闪电划过天际,紧接着便是一阵闷雷长长地响过。
春芽将沈照雪扶到青楼门口,客人进进出出,她没再继续上前,只听沈照雪道:“瞧着点,那人锦衣玉冠,下巴上有一颗痣,若见他出来便提醒我一下。”
来时他问过时辰,按照惯例已经到了陈洛该出来的时候了。
他心中有些急,却又不能视物,只能仰仗着春芽,还要警惕着万声寒是否会追来。
沈照雪的呼吸有些急促,小心翼翼躲在暗处,他未曾带着护耳,周遭喧闹无比,他的耳朵开始有些受不住了,却只能这般强忍着,辨认着人群中的声音。

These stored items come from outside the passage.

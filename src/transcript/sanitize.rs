//! Content sanitization for export.
//!
//! Every record is mapped to a new record; the input slice is never
//! modified. Identity fields (`id`, `parentId`, `streamId`) and message
//! order are left exactly as they were.
//!
//! Per record kind:
//! - user: `workingDirectory` made base-relative
//! - assistant, legacy layout: `reasoning` cleared, entry text path-rewritten and redacted
//! - assistant, block layout: reasoning blocks removed, text blocks path-rewritten
//!   and redacted, all other blocks passed through untouched
//! - file snapshot: every tracked path made base-relative

use serde::Serialize;

use crate::transcript::paths::PathRewriter;
use crate::transcript::redact;
use crate::transcript::types::{
    AssistantContent, AssistantRecord, BlockResponse, ContentBlock, LegacyContent, LegacyEntry,
    Message, SnapshotRecord, TextBlock, TrackedFile, UserRecord,
};

/// Counts of what a sanitization pass changed.
#[derive(Debug, Default, Clone, PartialEq, Eq, Serialize)]
pub struct SanitizeSummary {
    /// Messages processed.
    pub messages: usize,
    /// Legacy records whose reasoning field was cleared.
    pub reasoning_cleared: usize,
    /// Reasoning blocks removed from block-layout records.
    pub reasoning_blocks_removed: usize,
    /// Secrets replaced with a redaction marker.
    pub secrets_redacted: usize,
}

/// Base path for a stream: the `workingDirectory` of its first user record.
///
/// Later user records never override the first one.
#[must_use]
pub fn infer_base_path(messages: &[Message]) -> Option<&str> {
    messages.iter().find_map(|message| match message {
        Message::User(user) => Some(user.working_directory.as_str()),
        _ => None,
    })
}

/// Per-record sanitizer bound to one base path, tallying what it changed.
pub struct Sanitizer {
    paths: PathRewriter,
    summary: SanitizeSummary,
}

impl Sanitizer {
    /// Sanitizer for an explicit base path (empty disables path rewriting).
    #[must_use]
    pub fn new(base_path: &str) -> Self {
        Self {
            paths: PathRewriter::new(base_path),
            summary: SanitizeSummary::default(),
        }
    }

    /// Sanitizer for a stream, inferring the base path when none is given.
    #[must_use]
    pub fn for_stream(messages: &[Message], base_path: Option<&str>) -> Self {
        let base = base_path.or_else(|| infer_base_path(messages)).unwrap_or("");
        tracing::debug!(base, "sanitizing transcript");
        Self::new(base)
    }

    #[must_use]
    pub fn into_summary(self) -> SanitizeSummary {
        self.summary
    }

    /// Sanitize one record into a new record.
    pub fn sanitize_message(&mut self, message: &Message) -> Message {
        self.summary.messages += 1;
        match message {
            Message::User(record) => Message::User(self.user(record)),
            Message::Assistant(record) => Message::Assistant(self.assistant(record)),
            Message::Snapshot(record) => Message::Snapshot(self.snapshot(record)),
        }
    }

    fn user(&self, record: &UserRecord) -> UserRecord {
        UserRecord {
            working_directory: self.paths.rewrite_path(&record.working_directory),
            ..record.clone()
        }
    }

    fn assistant(&mut self, record: &AssistantRecord) -> AssistantRecord {
        let content = match &record.content {
            AssistantContent::Legacy(legacy) => AssistantContent::Legacy(self.legacy(legacy)),
            AssistantContent::Blocks(response) => AssistantContent::Blocks(self.blocks(response)),
        };
        AssistantRecord {
            envelope: record.envelope.clone(),
            content,
            extra: record.extra.clone(),
        }
    }

    fn legacy(&mut self, legacy: &LegacyContent) -> LegacyContent {
        if legacy.reasoning.is_some() {
            self.summary.reasoning_cleared += 1;
        }
        LegacyContent {
            reasoning: None,
            entries: legacy
                .entries
                .iter()
                .map(|entry| LegacyEntry {
                    text: self.clean_text(&entry.text),
                    ..entry.clone()
                })
                .collect(),
            extra: legacy.extra.clone(),
        }
    }

    fn blocks(&mut self, response: &BlockResponse) -> BlockResponse {
        let mut blocks = Vec::with_capacity(response.blocks.len());
        for block in &response.blocks {
            match block {
                ContentBlock::Reasoning(_) => self.summary.reasoning_blocks_removed += 1,
                ContentBlock::Text(text) => blocks.push(ContentBlock::Text(TextBlock {
                    text: self.clean_text(&text.text),
                    extra: text.extra.clone(),
                })),
                ContentBlock::Other(_) => blocks.push(block.clone()),
            }
        }
        BlockResponse {
            blocks,
            ..response.clone()
        }
    }

    fn snapshot(&self, record: &SnapshotRecord) -> SnapshotRecord {
        let mut copy = record.clone();
        copy.snapshot.entries = record
            .snapshot
            .entries
            .iter()
            .map(|file| TrackedFile {
                path: self.paths.rewrite_path(&file.path),
                extra: file.extra.clone(),
            })
            .collect();
        copy
    }

    fn clean_text(&mut self, text: &str) -> String {
        let redaction = redact::scan(&self.paths.rewrite_text(text));
        self.summary.secrets_redacted += redaction.findings.len();
        redaction.text
    }
}

/// Sanitize a whole stream, returning new records and a summary.
///
/// With `base_path` set to `None` the base is inferred with
/// [`infer_base_path`].
#[must_use]
pub fn sanitize_with_summary(
    messages: &[Message],
    base_path: Option<&str>,
) -> (Vec<Message>, SanitizeSummary) {
    let mut sanitizer = Sanitizer::for_stream(messages, base_path);
    let sanitized = messages
        .iter()
        .map(|message| sanitizer.sanitize_message(message))
        .collect();
    (sanitized, sanitizer.into_summary())
}

/// Sanitize a whole stream.
#[must_use]
pub fn sanitize(messages: &[Message], base_path: Option<&str>) -> Vec<Message> {
    sanitize_with_summary(messages, base_path).0
}

#[cfg(test)]
mod tests {
    use super::*;
    use serde_json::{Value, json};

    fn message(value: Value) -> Message {
        Message::from_value(value).unwrap()
    }

    fn user(id: &str, cwd: &str) -> Message {
        message(json!({
            "type": "user",
            "id": id,
            "streamId": "s1",
            "timestamp": "t",
            "parentId": null,
            "message": {"role": "user", "content": "look at /base/proj/secret.txt"},
            "workingDirectory": cwd,
            "clientVersion": "1.0"
        }))
    }

    fn legacy(reasoning: Value, text: &str) -> Message {
        message(json!({
            "type": "assistant",
            "id": "a1",
            "streamId": "s1",
            "timestamp": "t",
            "parentId": "u1",
            "snapshot": {"reasoning": reasoning, "entries": [{"role": "assistant", "text": text}]}
        }))
    }

    fn legacy_content(msg: &Message) -> &LegacyContent {
        match msg {
            Message::Assistant(AssistantRecord {
                content: AssistantContent::Legacy(legacy),
                ..
            }) => legacy,
            other => panic!("expected legacy assistant, got {other:?}"),
        }
    }

    fn block_content(msg: &Message) -> &BlockResponse {
        match msg {
            Message::Assistant(AssistantRecord {
                content: AssistantContent::Blocks(response),
                ..
            }) => response,
            other => panic!("expected block assistant, got {other:?}"),
        }
    }

    #[test]
    fn test_legacy_reasoning_cleared_and_text_cleaned() {
        let input = vec![legacy(
            json!("secret plan"),
            r#"/base/proj/src/a.ts contains api_key: "abcdef12345678""#,
        )];

        let (output, summary) = sanitize_with_summary(&input, Some("/base/proj"));
        let content = legacy_content(&output[0]);

        assert_eq!(content.reasoning, None);
        assert_eq!(
            content.entries[0].text,
            r#"src/a.ts contains api_key: "[REDACTED]""#
        );
        assert_eq!(summary.reasoning_cleared, 1);
        assert_eq!(summary.secrets_redacted, 1);

        // The input is untouched.
        assert_eq!(legacy_content(&input[0]).reasoning.as_deref(), Some("secret plan"));
    }

    #[test]
    fn test_empty_reasoning_becomes_null() {
        let output = sanitize(&[legacy(json!(""), "hi")], None);
        assert_eq!(legacy_content(&output[0]).reasoning, None);

        let encoded = serde_json::to_value(&output[0]).unwrap();
        assert_eq!(encoded["snapshot"]["reasoning"], Value::Null);
    }

    #[test]
    fn test_reasoning_blocks_are_removed() {
        let input = vec![message(json!({
            "type": "assistant",
            "id": "a1",
            "streamId": "s1",
            "timestamp": "t",
            "parentId": null,
            "response": {
                "model": "m",
                "id": "r1",
                "blocks": [{"tag": "reasoning", "text": "plan"}, {"tag": "text", "text": "hello"}]
            }
        }))];

        let output = sanitize(&input, Some("/base/proj"));
        let blocks = &block_content(&output[0]).blocks;
        assert_eq!(blocks.len(), 1);
        assert_eq!(blocks[0], ContentBlock::text("hello"));
    }

    #[test]
    fn test_only_reasoning_leaves_empty_block_list() {
        let input = vec![message(json!({
            "type": "assistant",
            "id": "a1",
            "streamId": "s1",
            "response": {"blocks": [{"tag": "reasoning", "text": "plan"}]}
        }))];

        let output = sanitize(&input, None);
        assert!(block_content(&output[0]).blocks.is_empty());
    }

    #[test]
    fn test_tool_blocks_pass_through_unchanged() {
        let tool_result = json!({
            "tag": "tool-result",
            "output": "read /base/proj/.env: API_TOKEN=abcdefghijklmnop",
        });
        let input = vec![message(json!({
            "type": "assistant",
            "id": "a1",
            "streamId": "s1",
            "response": {"blocks": [tool_result.clone(), {"tag": "text", "text": "/base/proj/x"}]}
        }))];

        let output = sanitize(&input, Some("/base/proj"));
        let blocks = &block_content(&output[0]).blocks;
        assert_eq!(blocks[0], ContentBlock::Other(tool_result));
        assert_eq!(blocks[1], ContentBlock::text("x"));
    }

    #[test]
    fn test_user_working_directory_and_snapshot_paths() {
        let snapshot = message(json!({
            "type": "file-snapshot",
            "id": "f1",
            "streamId": "s1",
            "timestamp": "t",
            "parentId": "u1",
            "isUpdate": false,
            "snapshot": {"entries": [{"path": "/base/proj/src/a.ts"}, {"path": "/etc/hosts"}]}
        }));
        let input = vec![user("u1", "/base/proj"), snapshot];

        let output = sanitize(&input, None);

        let Message::User(user) = &output[0] else { panic!("expected user") };
        assert_eq!(user.working_directory, ".");
        // User content is not rewritten.
        assert_eq!(user.message.content, "look at /base/proj/secret.txt");

        let Message::Snapshot(snapshot) = &output[1] else { panic!("expected snapshot") };
        let paths: Vec<_> = snapshot.snapshot.entries.iter().map(|e| e.path.as_str()).collect();
        assert_eq!(paths, ["src/a.ts", "/etc/hosts"]);
    }

    #[test]
    fn test_first_user_record_wins_for_base_path() {
        let input = vec![user("u1", "/base/proj"), user("u2", "/elsewhere")];
        assert_eq!(infer_base_path(&input), Some("/base/proj"));

        let output = sanitize(&input, None);
        let Message::User(second) = &output[1] else { panic!("expected user") };
        assert_eq!(second.working_directory, "/elsewhere");
    }

    #[test]
    fn test_no_user_record_means_no_rewriting() {
        let input = vec![legacy(Value::Null, "/base/proj/a.ts")];
        assert_eq!(infer_base_path(&input), None);

        let output = sanitize(&input, None);
        assert_eq!(legacy_content(&output[0]).entries[0].text, "/base/proj/a.ts");
    }

    #[test]
    fn test_identity_and_order_untouched() {
        let input = vec![user("u1", "/base/proj"), legacy(json!("x"), "y")];
        let output = sanitize(&input, None);
        for (before, after) in input.iter().zip(&output) {
            assert_eq!(before.envelope(), after.envelope());
        }
    }

    #[test]
    fn test_clean_content_is_lossless() {
        let input = vec![user("u1", "proj"), legacy(Value::Null, "nothing sensitive here")];
        let output = sanitize(&input, None);
        assert_eq!(output, input);
    }
}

过了片刻,他忽然听到稍远处有人道:“长公子,有人说在此处见过沈少爷。”
沈照雪呼吸一滞,下意识往后退了一步,想要再将自己藏起来些。
万声寒的声音逐渐靠近,问:“往何处去了?”
心中慌乱更甚,沈照雪手指开始颤抖,只听着对方的声音愈加靠近,春芽忽然抓紧了他的手臂。
沈照雪只愣了一瞬,忽然回过神来,猛地挣开春芽的搀扶向前扑去,撞进了正从青楼出来的陈洛怀中。
陈洛与友人都吓了一跳,正要将人推开,却见怀中人抬了脑袋,露出一张混了病气,却楚楚可怜的漂亮面庞。
陈洛愣了愣,“是你。”
那日分开之后他叫人上万府查了查,万声寒根本没有什么姓李的远房亲戚,这柔弱的美人原是沈家的弃儿,便是那养在万家的病秧子沈照雪。
也难怪总觉得眼熟,侄子像舅,他那个皇弟陈诗,与他舅舅沈照雪长得倒是像。
那一面之后陈洛总是会记起沈照雪,对他的容颜难以忘怀。
如今再见面,当时的隐秘欲望便又一次升起,忍不住放轻了语气,问:“怎么回事?”
沈照雪睫羽颤了颤,抬起眸来,露出那双漂亮但无神的瞳眸。
骤然撞入他的眼底,陈洛的心跳便跟着顿了顿,一时连呼吸都忘了。
只怔了这一瞬,忽然瞧见那双眼睛里涌出大片的泪珠,顺着面颊滚滚落下去。